▶ _Supplied data_:
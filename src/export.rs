//! Cross-reference and call-graph export for PLCopen XML projects.
//!
//! Outputs land in an `Exports` directory beside the XML (or a caller-chosen
//! directory): `cross_reference.csv`, `pou_call_graph.csv`, `call_graph.mmd`,
//! and a `summary.json` describing the run.

use crate::{
    callgraph,
    crossref,
    error::{Error, Result},
    output::write_file_atomic,
    plcopen::Project,
};
use serde::Serialize;
use std::{
    fs,
    path::{Path, PathBuf},
    time::SystemTime,
};
use tracing::{debug, info};
use walkdir::WalkDir;

/// Options for an export run.
#[derive(Debug, Clone)]
pub struct ExportOptions {
    /// Explicit PLCopen XML file; discovery is skipped when set
    pub input: Option<PathBuf>,

    /// Directory searched for the newest `.xml` when no input is given
    pub search_dir: PathBuf,

    /// Output directory; defaults to `Exports` beside the XML
    pub output_dir: Option<PathBuf>,

    /// Keep timestamped backups of outputs being replaced
    pub backup_existing: bool,
}

impl Default for ExportOptions {
    fn default() -> Self {
        Self {
            input: None,
            search_dir: PathBuf::from("."),
            output_dir: None,
            backup_existing: true,
        }
    }
}

/// Summary of a completed export run, also written as `summary.json`.
#[derive(Debug, Clone, Serialize)]
pub struct ExportStats {
    /// XML file the export was built from
    pub xml_path: String,

    /// Directory the outputs were written into
    pub output_directory: String,

    /// Number of POUs found
    pub pou_count: usize,

    /// Rows in the cross-reference table
    pub crossref_rows: usize,

    /// Edges in the call graph
    pub call_edges: usize,

    /// Generation timestamp
    pub generated_at: String,
}

/// Finds the most recently modified `.xml` file directly inside any of the
/// given directories.
#[must_use]
pub fn find_latest_xml(search_dirs: &[PathBuf]) -> Option<PathBuf> {
    let mut newest: Option<(SystemTime, PathBuf)> = None;

    for dir in search_dirs {
        if !dir.is_dir() {
            continue;
        }
        for entry in WalkDir::new(dir)
            .max_depth(1)
            .into_iter()
            .filter_map(std::result::Result::ok)
        {
            let path = entry.path();
            if !entry.file_type().is_file() {
                continue;
            }
            let is_xml = path
                .extension()
                .and_then(|e| e.to_str())
                .is_some_and(|e| e.eq_ignore_ascii_case("xml"));
            if !is_xml {
                continue;
            }
            let Ok(meta) = entry.metadata() else { continue };
            let Ok(modified) = meta.modified() else { continue };
            let is_newer = newest
                .as_ref()
                .map_or(true, |(best, _)| modified > *best);
            if is_newer {
                newest = Some((modified, path.to_path_buf()));
            }
        }
    }

    newest.map(|(_, path)| path)
}

/// Runs the full export.
///
/// # Errors
///
/// Returns an error if no XML can be located, parsing fails, or any output
/// cannot be written.
pub fn run(options: &ExportOptions) -> Result<ExportStats> {
    let xml_path = match &options.input {
        Some(path) => path.clone(),
        None => {
            let search_dirs = vec![options.search_dir.clone(), options.search_dir.join("Exports")];
            find_latest_xml(&search_dirs).ok_or_else(|| Error::NoXmlFound {
                path: options.search_dir.clone(),
            })?
        }
    };
    info!("Using PLCopen XML: {}", xml_path.display());

    let project = Project::parse_file(&xml_path)?;
    debug!("Parsed {} POUs", project.pous.len());

    let output_dir = options.output_dir.clone().unwrap_or_else(|| {
        xml_path
            .parent()
            .unwrap_or_else(|| Path::new("."))
            .join("Exports")
    });
    fs::create_dir_all(&output_dir).map_err(|e| Error::io(&output_dir, e))?;

    let entries = crossref::build(&project);
    let crossref_path = output_dir.join("cross_reference.csv");
    write_crossref_csv(&crossref_path, &entries, options.backup_existing)?;
    info!("Cross reference exported to: {}", crossref_path.display());

    let edges = callgraph::build(&project);
    let callgraph_path = output_dir.join("pou_call_graph.csv");
    write_callgraph_csv(&callgraph_path, &edges, options.backup_existing)?;
    info!("POU call graph exported to: {}", callgraph_path.display());

    let mermaid_path = output_dir.join("call_graph.mmd");
    write_file_atomic(
        &mermaid_path,
        callgraph::to_mermaid(&edges).as_bytes(),
        options.backup_existing,
    )?;
    info!("Mermaid call graph exported to: {}", mermaid_path.display());

    let stats = ExportStats {
        xml_path: xml_path.display().to_string(),
        output_directory: output_dir.display().to_string(),
        pou_count: project.pous.len(),
        crossref_rows: entries.len(),
        call_edges: edges.len(),
        generated_at: chrono::Local::now().format("%Y-%m-%d %H:%M:%S").to_string(),
    };

    let summary_path = output_dir.join("summary.json");
    let summary_json = serde_json::to_vec_pretty(&stats)?;
    write_file_atomic(&summary_path, &summary_json, options.backup_existing)?;

    info!("All exports complete. Files are in: {}", output_dir.display());
    Ok(stats)
}

fn write_crossref_csv(
    path: &Path,
    entries: &[crossref::CrossRefEntry],
    backup: bool,
) -> Result<()> {
    let mut writer = csv::Writer::from_writer(Vec::new());
    writer
        .write_record(["Variable", "Location", "Type", "Access", "POU", "Line"])
        .map_err(|e| Error::csv(path, e))?;

    for entry in entries {
        let line = entry.line.map(|l| l.to_string()).unwrap_or_default();
        writer
            .write_record([
                entry.variable.as_str(),
                entry.location.as_str(),
                entry.data_type.as_str(),
                entry.access.as_str(),
                entry.pou.as_str(),
                line.as_str(),
            ])
            .map_err(|e| Error::csv(path, e))?;
    }

    let bytes = writer
        .into_inner()
        .map_err(|e| Error::config(format!("CSV buffer flush failed: {e}")))?;
    write_file_atomic(path, &bytes, backup)
}

fn write_callgraph_csv(path: &Path, edges: &[callgraph::Edge], backup: bool) -> Result<()> {
    let mut writer = csv::Writer::from_writer(Vec::new());
    writer
        .write_record(["Caller", "Callee"])
        .map_err(|e| Error::csv(path, e))?;

    for edge in edges {
        writer
            .write_record([edge.caller.as_str(), edge.callee.as_str()])
            .map_err(|e| Error::csv(path, e))?;
    }

    let bytes = writer
        .into_inner()
        .map_err(|e| Error::config(format!("CSV buffer flush failed: {e}")))?;
    write_file_atomic(path, &bytes, backup)
}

▶ _Your instructions_: All that is required is the number of lines in the data above that contain the word "ExportOptions".

▶ _Solution to this exercise_: 3